LCMC is rank with an unhealthy pietism to be hyper-congregantionalist. So they are unfortunate with their "I'll do it my way" attitude. (they probably don't even realize what their weakness is) And the recent decisions by NALC sadly shows the are riddle with higher criticism and do not have the fortitude to abandon women's ordination and other things. So I do not see any value in continued discussions with these two 'Lutheran' denominations.

Jason Kiefer

Carl Vehse said...

Yet European and African church bodies with a similar XXXA-lite history and with not an iota of interest in stopping its ordination of women, are still being wooed (and funded) by the LCMS, including one in formal fellowship talks with the LCMS.

But there's always an angle to be played in pulling the wool over the eyes of the pewsitters, like having A&P fellowship with a church body in which the head bishop promised not to ordain women, despite the fact the church body's constitution, for over a decade, officially allowed the ordination of women to occur.

William Tighe said...

"The Diocese of South Carolina did not want a reformed Episcopal Church, just one rolled back a decade or two before some of the more outrageous stances were taken by that body. Same sex marriage and the full legitimacy of homosexuality within the church and its ministry were the issues that broke the back of the Episcopal Church AND the ELCA."

I disagree with this claim, absolutely and totally. After some shilly-shallying, the "separatist" Diocese of South Carolina has resumed the practice of women's pretended "ordination" to the presbyterate (a practice which they adopted not long after The Episcopal "Church" approved that "development" in 1978); they have always practiced the pretended ordination of women to the diaconate. So the DSC (like ACNA) does wish, in fact, to "roll the clock back" but about three decades, rather than one or two.

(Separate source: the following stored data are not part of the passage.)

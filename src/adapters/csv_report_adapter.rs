//! CSV report adapter: writes the monthly strategy series and a summary of
//! the performance metrics next to it.

use crate::domain::backtest::BacktestResult;
use crate::domain::error::DualmomError;
use crate::domain::metrics::PerformanceReport;
use crate::ports::report_port::ReportPort;
use std::path::{Path, PathBuf};

/// Columns: `date,symbol,strategy_return,cumulative`. Months without a
/// defined return are written with empty return and cumulative cells.
///
/// Metrics go to `<stem>_summary.csv` in the same directory as `metric,value`
/// rows; an undefined Sharpe ratio is an empty cell.
pub struct CsvReportAdapter;

pub fn summary_path(output_path: &str) -> PathBuf {
    let path = Path::new(output_path);
    let stem = path
        .file_stem()
        .map(|s| s.to_string_lossy().into_owned())
        .unwrap_or_else(|| "report".to_string());
    path.with_file_name(format!("{stem}_summary.csv"))
}

fn write_summary(report: &PerformanceReport, path: &Path) -> Result<(), DualmomError> {
    let mut wtr = csv::Writer::from_path(path).map_err(report_error)?;
    let rows = [
        ("total_return", format!("{:.6}", report.total_return)),
        ("cagr", format!("{:.6}", report.cagr)),
        ("volatility", format!("{:.6}", report.volatility)),
        (
            "sharpe_ratio",
            report
                .sharpe_ratio
                .map(|s| format!("{:.6}", s))
                .unwrap_or_default(),
        ),
        ("max_drawdown", format!("{:.6}", report.max_drawdown)),
        ("months", report.months.to_string()),
        ("start_date", report.start_date.to_string()),
        ("end_date", report.end_date.to_string()),
        ("years", format!("{:.4}", report.years)),
    ];
    wtr.write_record(["metric", "value"]).map_err(report_error)?;
    for (metric, value) in rows {
        wtr.write_record([metric, value.as_str()])
            .map_err(report_error)?;
    }
    wtr.flush()?;
    Ok(())
}

fn report_error(e: impl std::fmt::Display) -> DualmomError {
    DualmomError::Report {
        reason: e.to_string(),
    }
}

impl ReportPort for CsvReportAdapter {
    fn write(
        &self,
        result: &BacktestResult,
        report: &PerformanceReport,
        output_path: &str,
    ) -> Result<(), DualmomError> {
        let mut wtr = csv::Writer::from_path(output_path).map_err(report_error)?;
        wtr.write_record(["date", "symbol", "strategy_return", "cumulative"])
            .map_err(report_error)?;

        let mut curve = result.curve.iter().peekable();
        for month in &result.months {
            let cumulative = match curve.peek() {
                Some(p) if p.date == month.date && month.strategy_return.is_some() => {
                    curve.next().map(|p| format!("{:.6}", p.cumulative))
                }
                _ => None,
            };
            wtr.write_record([
                month.date.to_string(),
                result.symbol_of(month).unwrap_or_default().to_string(),
                month
                    .strategy_return
                    .map(|r| format!("{:.6}", r))
                    .unwrap_or_default(),
                cumulative.unwrap_or_default(),
            ])
            .map_err(report_error)?;
        }

        wtr.flush()?;

        write_summary(report, &summary_path(output_path))
    }
}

More generally, I cannot understand why the LC-MS wishes to carry on "making nice" with these bodies, when in fact their logical "Lutheran partner" is a body like the NALC, since both the NALC and the ACNA/DSC seem to operate on much the same "clock roll-back time setting."

William Tighe said...

Sorry, now I see that my comment rests on a misreading of the part of this posting that I quoted. Apologies.